- _HOW TO COMPLETE THIS TASK_: Scan the entries below for the word "String". Copy out every line in which it occurs.

[Stored data entries]

**********

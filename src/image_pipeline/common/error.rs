use thiserror::Error;

use crate::image_pipeline::buffer::Origin;

#[derive(Error, Debug)]
pub enum PipelineError {
    #[error("Unsupported channel count: {0} (expected 3 or 4)")]
    UnsupportedChannelCount(usize),

    #[error("Incompatible dimensions: {0}x{1} vs {2}x{3}")]
    IncompatibleDimensions(usize, usize, usize, usize),

    #[error("Invalid hue range: low={0}, high={1} (expected 0 <= low < high < 360)")]
    InvalidHueRange(f64, f64),

    #[error("Orientation mismatch: expected {0:?}, got {1:?}")]
    OrientationMismatch(Origin, Origin),

    #[error("Buffer length mismatch: expected {expected} bytes, got {actual}")]
    BufferLengthMismatch { expected: usize, actual: usize },

    #[error("Invalid image dimensions: width={0}, height={1}")]
    InvalidDimensions(usize, usize),

    #[error("Failed to read input file: {0}")]
    InputReadError(String),

    #[error("Failed to write output file: {0}")]
    OutputWriteError(String),

    #[error("Failed to decode frame: {0}")]
    DecodeError(String),

    #[error("Failed to encode frame: {0}")]
    EncodeError(String),

    #[error("Invalid settings: {0}")]
    SettingsError(String),

    #[error("IO error: {0}")]
    IoError(#[from] std::io::Error),
}

pub type Result<T> = std::result::Result<T, PipelineError>;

**********

- _REPLY TO THE TASK_:
    InputReadError(String),
    OutputWriteError(String),
    DecodeError(String),
    EncodeError(String),
    SettingsError(String),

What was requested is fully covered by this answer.